Email data loss prevention

Top security considerations when using BYOD

by Egress
Published on 24th Aug 2021

The rise of bring your own device (BYOD) policies has created a security headache. Organizations must ensure that personal devices like smartphones, computers, tablets, and USB drives accessing digital networks are secure. 

BYOD security issues are an unavoidable topic thanks to the rise of global cybercrime that has affected so many organizations. Supply chain ransomware attacks, data breaches, phishing scams, and new strains of meta and polymorphic malware have heightened the risk of all individuals and organizations using digital communication to handle everyday business. 

Why is BYOD popular?

BYOD is beneficial for employees as it offers them the freedom to work on their device of choice. This flexibility means they can work from anywhere, and not be restricted to the office or need to take equipment home with them. Some business also see BYOD as a chance to cut costs, and are more than happy for people to use personal phones and laptops instead of providing and maintaining them.

Of course, during the pandemic, widespread remote working brought BYOD into the spotlight for many businesses. Even IT leaders who were perhaps reluctant to embrace BYOD suddenly needed to equip a remote workforce. With global demand for IT equipment and semiconductor shortages, BYOD was a handy and often necessary alternative to providing corporate equipment.

BYOD has been a fixture of working life for many employees for some time, but it’s not without risk. Organizations must put the processes and policy frameworks in place to mitigate the security risks posed by this new trend. 

Why BYOD increases risk

BYOD increases risk by creating more digital endpoints requesting access to corporate networks and data. All of these endpoints are potential points of risk for external hacking, phishing, and accidental data loss. In the past, office IT equipment was protected by traditional perimeter security, under the eye of security teams. Now that perimeter is scattered far and wide.

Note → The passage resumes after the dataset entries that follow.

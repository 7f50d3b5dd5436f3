//! HTTP embedder speaking the Ollama embeddings API.
use std::time::Duration;

use async_trait::async_trait;
use serde::{Deserialize, Serialize};

use super::{Embedder, EmbedderError};

const DEFAULT_TIMEOUT: Duration = Duration::from_secs(60);

#[derive(Serialize)]
struct EmbedRequest<'a> {
    model: &'a str,
    prompt: &'a str,
}

#[derive(Deserialize)]
struct EmbedResponse {
    embedding: Vec<f32>,
}

/// Embedder backed by an Ollama-compatible `/api/embeddings` endpoint.
pub struct HttpEmbedder {
    client: reqwest::Client,
    url: String,
    model: String,
    dimensions: usize,
}

impl HttpEmbedder {
    pub fn new(base_url: &str, model: impl Into<String>, dimensions: usize) -> Self {
        let client = reqwest::Client::builder()
            .timeout(DEFAULT_TIMEOUT)
            .build()
            .unwrap_or_default();
        Self {
            client,
            url: format!("{}/api/embeddings", base_url.trim_end_matches('/')),
            model: model.into(),
            dimensions,
        }
    }
}

#[async_trait]
impl Embedder for HttpEmbedder {
    async fn embed(&self, text: &str) -> Result<Vec<f32>, EmbedderError> {
        let request = EmbedRequest {
            model: &self.model,
            prompt: text,
        };
        let response = self
            .client
            .post(&self.url)
            .json(&request)
            .send()
            .await
            .map_err(|e| EmbedderError::ServiceUnavailable(e.to_string()))?;

        if !response.status().is_success() {
            return Err(EmbedderError::InferenceFailed(format!(
                "embedding endpoint returned {}",
                response.status()
            )));
        }

        let body: EmbedResponse = response
            .json()
            .await
            .map_err(|e| EmbedderError::InferenceFailed(e.to_string()))?;

        if body.embedding.len() != self.dimensions {
            return Err(EmbedderError::DimensionMismatch {
                got: body.embedding.len(),
                expected: self.dimensions,
            });
        }
        Ok(body.embedding)
    }

    fn dimensions(&self) -> usize {
        self.dimensions
    }
}
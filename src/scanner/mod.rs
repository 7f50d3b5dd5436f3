//! File discovery: walks the project tree, applies ignore rules, sniffs
//! binaries, and classifies eligible files.
pub mod classify;
pub mod ignore_rules;

use std::path::{Path, PathBuf};
use std::sync::Arc;

use chrono::{DateTime, Utc};
use ignore::WalkBuilder;
use tracing::{debug, info, warn};

pub use classify::{FileType, classify, is_binary};
pub use ignore_rules::IgnoreRules;

/// Files above this size are skipped before chunking/extraction.
pub const DEFAULT_MAX_FILE_SIZE: u64 = 10 * 1024 * 1024;

/// A discovered file eligible for indexing. Immutable once created.
#[derive(Debug, Clone)]
pub struct FileRecord {
    /// Root-relative path with forward slashes, the stable identity of the file.
    pub path: String,
    pub absolute_path: PathBuf,
    pub file_type: FileType,
    pub size_bytes: u64,
    pub mtime: DateTime<Utc>,
}

/// Why a discovered path was excluded. Skips are reported, never errors.
#[derive(Debug, Clone, Copy, PartialEq, Eq)]
pub enum SkipReason {
    Binary,
    Oversized,
    Unreadable,
}

impl SkipReason {
    pub fn as_str(&self) -> &'static str {
        match self {
            SkipReason::Binary => "binary",
            SkipReason::Oversized => "oversized",
            SkipReason::Unreadable => "unreadable",
        }
    }
}

#[derive(Debug, Default)]
pub struct ScanOutcome {
    pub files: Vec<FileRecord>,
    pub skipped: Vec<(String, SkipReason)>,
}

/// Scanner for the files eligible for indexing under a root directory.
pub struct Scanner {
    root: PathBuf,
    rules: Arc<IgnoreRules>,
    max_file_size: u64,
}

impl Scanner {
    pub fn new(root: impl AsRef<Path>, rules: IgnoreRules, max_file_size: u64) -> Self {
        Self {
            root: root.as_ref().to_path_buf(),
            rules: Arc::new(rules),
            max_file_size,
        }
    }

    /// Walk the tree and collect eligible files.
    ///
    /// Directories matching an ignore rule are pruned before recursing, so a
    /// `node_modules` tree is never descended into. Oversized and binary files
    /// are reported as skips.
    pub fn scan(&self) -> ScanOutcome {
        let mut outcome = ScanOutcome::default();

        let root = self.root.clone();
        let rules = Arc::clone(&self.rules);
        let mut builder = WalkBuilder::new(&self.root);
        builder.standard_filters(false).follow_links(false);
        builder.filter_entry(move |entry| {
            let is_dir = entry.file_type().is_some_and(|ft| ft.is_dir());
            match relative_path(entry.path(), &root) {
                Some(rel) if !rel.is_empty() => !rules.is_ignored(&rel, is_dir),
                _ => true,
            }
        });

        for result in builder.build() {
            let entry = match result {
                Ok(entry) => entry,
                Err(e) => {
                    warn!("Failed to read entry: {e}");
                    continue;
                }
            };
            if !entry.file_type().is_some_and(|ft| ft.is_file()) {
                continue;
            }

            let path = entry.path();
            let Some(rel) = relative_path(path, &self.root) else {
                continue;
            };

            let metadata = match entry.metadata() {
                Ok(m) => m,
                Err(e) => {
                    debug!("Skipping unreadable {}: {e}", path.display());
                    outcome.skipped.push((rel, SkipReason::Unreadable));
                    continue;
                }
            };

            if metadata.len() > self.max_file_size {
                debug!(
                    "Skipping large file {} ({} bytes > {})",
                    path.display(),
                    metadata.len(),
                    self.max_file_size
                );
                outcome.skipped.push((rel, SkipReason::Oversized));
                continue;
            }

            if is_binary(path) {
                debug!("Skipping binary file {}", path.display());
                outcome.skipped.push((rel, SkipReason::Binary));
                continue;
            }

            let mtime: DateTime<Utc> = metadata
                .modified()
                .map(Into::into)
                .unwrap_or_else(|_| Utc::now());

            outcome.files.push(FileRecord {
                path: rel,
                absolute_path: path.to_path_buf(),
                file_type: classify(path),
                size_bytes: metadata.len(),
                mtime,
            });
        }

        // Stable ordering keeps downstream aggregation deterministic.
        outcome.files.sort_by(|a, b| a.path.cmp(&b.path));
        info!(
            "Discovered {} files ({} skipped)",
            outcome.files.len(),
            outcome.skipped.len()
        );
        outcome
    }
}

/// Root-relative path with forward slashes, for cross-platform stable keys.
fn relative_path(path: &Path, root: &Path) -> Option<String> {
    let rel = path.strip_prefix(root).ok()?;
    Some(rel.to_string_lossy().replace('\\', "/"))
}

#[cfg(test)]
mod tests {
    use super::*;
    use std::fs;
    use tempfile::tempdir;

    fn scan_dir(root: &Path) -> ScanOutcome {
        let rules = IgnoreRules::load(root);
        Scanner::new(root, rules, DEFAULT_MAX_FILE_SIZE).scan()
    }

    #[test]
    fn test_discovers_and_classifies() {
        let temp = tempdir().unwrap();
        fs::write(temp.path().join("app.js"), "const x = 1;\n").unwrap();
        fs::write(temp.path().join("README.md"), "# readme\n").unwrap();

        let outcome = scan_dir(temp.path());
        assert_eq!(outcome.files.len(), 2);
        let js = outcome.files.iter().find(|f| f.path == "app.js").unwrap();
        assert_eq!(js.file_type, FileType::Code);
        let md = outcome.files.iter().find(|f| f.path == "README.md").unwrap();
        assert_eq!(md.file_type, FileType::Markup);
    }

    #[test]
    fn test_ignored_directory_is_pruned() {
        let temp = tempdir().unwrap();
        let dist = temp.path().join("dist");
        fs::create_dir_all(&dist).unwrap();
        fs::write(dist.join("bundle.js"), "var a = 1;").unwrap();
        fs::write(temp.path().join("main.js"), "var b = 2;").unwrap();
        fs::write(temp.path().join(".gitignore"), "dist/\n").unwrap();

        let outcome = scan_dir(temp.path());
        assert!(outcome.files.iter().all(|f| !f.path.starts_with("dist")));
        assert!(outcome.files.iter().any(|f| f.path == "main.js"));
    }

    #[test]
    fn test_binary_file_skipped() {
        let temp = tempdir().unwrap();
        fs::write(temp.path().join("blob.bin"), [0u8, 159, 146, 150]).unwrap();
        fs::write(temp.path().join("ok.txt"), "text").unwrap();

        let outcome = scan_dir(temp.path());
        assert_eq!(outcome.files.len(), 1);
        assert_eq!(outcome.files[0].path, "ok.txt");
        assert!(
            outcome
                .skipped
                .iter()
                .any(|(p, r)| p == "blob.bin" && *r == SkipReason::Binary)
        );
    }

    #[test]
    fn test_oversized_file_skipped() {
        let temp = tempdir().unwrap();
        fs::write(temp.path().join("big.txt"), "x".repeat(2048)).unwrap();
        fs::write(temp.path().join("small.txt"), "y").unwrap();

        let rules = IgnoreRules::load(temp.path());
        let outcome = Scanner::new(temp.path(), rules, 1024).scan();
        assert_eq!(outcome.files.len(), 1);
        assert_eq!(outcome.files[0].path, "small.txt");
        assert!(
            outcome
                .skipped
                .iter()
                .any(|(p, r)| p == "big.txt" && *r == SkipReason::Oversized)
        );
    }

    #[test]
    fn test_deterministic_order() {
        let temp = tempdir().unwrap();
        fs::write(temp.path().join("b.js"), "1").unwrap();
        fs::write(temp.path().join("a.js"), "2").unwrap();
        fs::create_dir_all(temp.path().join("src")).unwrap();
        fs::write(temp.path().join("src/c.js"), "3").unwrap();

        let paths: Vec<String> = scan_dir(temp.path())
            .files
            .into_iter()
            .map(|f| f.path)
            .collect();
        assert_eq!(paths, vec!["a.js", "b.js", "src/c.js"]);
    }
}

However, even equipment loaned from an office can still be controlled more closely by IT teams. The added danger of BYOD is that employee’s personal devices and networks might not have the same standard of security as corporate devices. With corporate devices, security teams can push security updates, enforce the use of DLP and anti-phishing tools, and block shadow IT (unapproved apps and software).

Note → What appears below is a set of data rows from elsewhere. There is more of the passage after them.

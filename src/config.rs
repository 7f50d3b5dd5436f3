//! Configuration module for codegraph.
//!
//! Handles loading, validating, and providing default configuration values.
use std::path::Path;

use anyhow::{Context, Result};
use serde::{Deserialize, Serialize};
use tracing::{info, warn};

// ── Default value functions ──────────────────────────────────────────

fn default_db_path() -> String {
    "./codegraph.db".to_string()
}

fn default_collection() -> String {
    "chunks".to_string()
}

fn default_max_file_size() -> u64 {
    crate::scanner::DEFAULT_MAX_FILE_SIZE
}

fn default_vector_batch_size() -> usize {
    100
}

fn default_advisor_url() -> String {
    "http://localhost:8811/advise".to_string()
}

fn default_advisor_timeout_ms() -> u64 {
    5000
}

fn default_embedding_url() -> String {
    "http://localhost:11434".to_string()
}

fn default_embedding_model() -> String {
    "nomic-embed-text".to_string()
}

fn default_dimensions() -> usize {
    768
}

// ── Config structs ───────────────────────────────────────────────────

#[derive(Debug, Deserialize, Serialize, Clone)]
pub struct Config {
    #[serde(default = "default_db_path")]
    pub db_path: String,

    #[serde(default = "default_collection")]
    pub collection: String,

    #[serde(default = "default_max_file_size")]
    pub max_file_size: u64,

    #[serde(default = "default_vector_batch_size")]
    pub vector_batch_size: usize,

    #[serde(default)]
    pub advisor: AdvisorConfig,

    #[serde(default)]
    pub embedding: EmbeddingConfig,
}

#[derive(Debug, Deserialize, Serialize, Clone)]
pub struct AdvisorConfig {
    /// When false the chunker goes straight to fixed-size chunking.
    #[serde(default)]
    pub enabled: bool,

    #[serde(default = "default_advisor_url")]
    pub url: String,

    #[serde(default = "default_advisor_timeout_ms")]
    pub timeout_ms: u64,
}

#[derive(Debug, Deserialize, Serialize, Clone)]
pub struct EmbeddingConfig {
    #[serde(default = "default_embedding_url")]
    pub url: String,

    #[serde(default = "default_embedding_model")]
    pub model: String,

    #[serde(default = "default_dimensions")]
    pub dimensions: usize,
}

// ── Default impls ────────────────────────────────────────────────────

impl Default for Config {
    fn default() -> Self {
        Self {
            db_path: default_db_path(),
            collection: default_collection(),
            max_file_size: default_max_file_size(),
            vector_batch_size: default_vector_batch_size(),
            advisor: AdvisorConfig::default(),
            embedding: EmbeddingConfig::default(),
        }
    }
}

impl Default for AdvisorConfig {
    fn default() -> Self {
        Self {
            enabled: false,
            url: default_advisor_url(),
            timeout_ms: default_advisor_timeout_ms(),
        }
    }
}

impl Default for EmbeddingConfig {
    fn default() -> Self {
        Self {
            url: default_embedding_url(),
            model: default_embedding_model(),
            dimensions: default_dimensions(),
        }
    }
}

// ── Config implementation ────────────────────────────────────────────

impl Config {
    /// Load configuration from a JSON file.
    ///
    /// If `config_path` is empty, defaults to `"codegraph.json"`.
    /// If the file does not exist, returns a default config and optionally
    /// generates a template file.
    pub fn load(config_path: &str) -> Result<Self> {
        let path = if config_path.is_empty() {
            "codegraph.json"
        } else {
            config_path
        };

        if !Path::new(path).exists() {
            info!("{path} not found, using defaults");
            let cfg = Self::default();

            // Generate template only for the default path
            if path == "codegraph.json" {
                match cfg.save(path) {
                    Ok(()) => info!("Generated config template: {path}"),
                    Err(e) => warn!("Failed to generate config template: {e}"),
                }
            }

            return Ok(cfg);
        }

        let data = std::fs::read_to_string(path)
            .with_context(|| format!("failed to read config: {path}"))?;

        // Parse with defaults; an unparseable file must not block indexing
        let cfg: Config = match serde_json::from_str(&data) {
            Ok(c) => c,
            Err(e) => {
                warn!("Invalid JSON in {path}: {e}");
                warn!("Using default configuration");
                return Ok(Self::default());
            }
        };

        info!("Loaded configuration from {path}");
        Ok(cfg)
    }

    /// Save configuration to a JSON file.
    pub fn save(&self, path: &str) -> Result<()> {
        let data = serde_json::to_string_pretty(self).context("failed to marshal config")?;
        std::fs::write(path, data).with_context(|| format!("failed to write config: {path}"))?;
        Ok(())
    }

    /// Validate configuration values.
    pub fn validate(&self) -> Result<()> {
        anyhow::ensure!(self.max_file_size > 0, "max_file_size must be positive");
        anyhow::ensure!(
            self.vector_batch_size > 0,
            "vector_batch_size must be positive"
        );
        anyhow::ensure!(
            self.embedding.dimensions > 0,
            "embedding.dimensions must be positive"
        );
        anyhow::ensure!(!self.collection.is_empty(), "collection must not be empty");
        anyhow::ensure!(
            self.advisor.timeout_ms > 0,
            "advisor.timeout_ms must be positive"
        );
        Ok(())
    }
}

// ── Tests ────────────────────────────────────────────────────────────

For example, a company policy might dictate the use of a specific file-sharing process and platform. An example of shadow IT in this context would be an employee’s use of an unapproved file-sharing platform on a personal device, putting sensitive data at risk of a leak. A company owned device might have controls in place to prevent this from happening.

It’s harder (or more often impossible) to police people’s BYOD devices. They might neglect to make updates, download risky apps, visit unsafe websites, and go without security software. All of this leaves them far more vulnerable to phishing attacks, downloading malware, and accidental data loss.

How to develop strong BYOD security policy 

Instead of allowing your teams to expose your organization to preventable risks, create a clear foundation of expectations and opportunities to be gained by developing a more robust and responsive cybersecurity posture.

Your BYOD policy framework should mandate the following cybersecurity best practices for all stakeholders using personal devices to handle mission-critical functions. A BYOD security policy should encompass clear guidelines that employees should agree to when using BYOD: 

  • The approved devices employees may use to conduct normal work activities 
  • Your data security and governance policy frameworks 
  • Levels of internal IT support allocated for different personal devices 
  • A clearly defined policy for how stakeholders should secure their personal devices to mitigate the effects of cyber threat incidents 
  • Multi-factor authentication protocols 
  • Data encryption policy
  • Data loss prevention policy 
  • Regular employee training to ensure staff understands cybersecurity risks and implements best practices to reduce risks

How technology can reduce BYOD risk

Accidents happen and people make mistakes – that’s going to happen on whatever device people are using. On top of that, cybercriminals are coming up with increasingly sophisticated phishing methods, many of which are targeted at mobile device users. To even up the odds, intelligent security is needed to support and protect your human layer.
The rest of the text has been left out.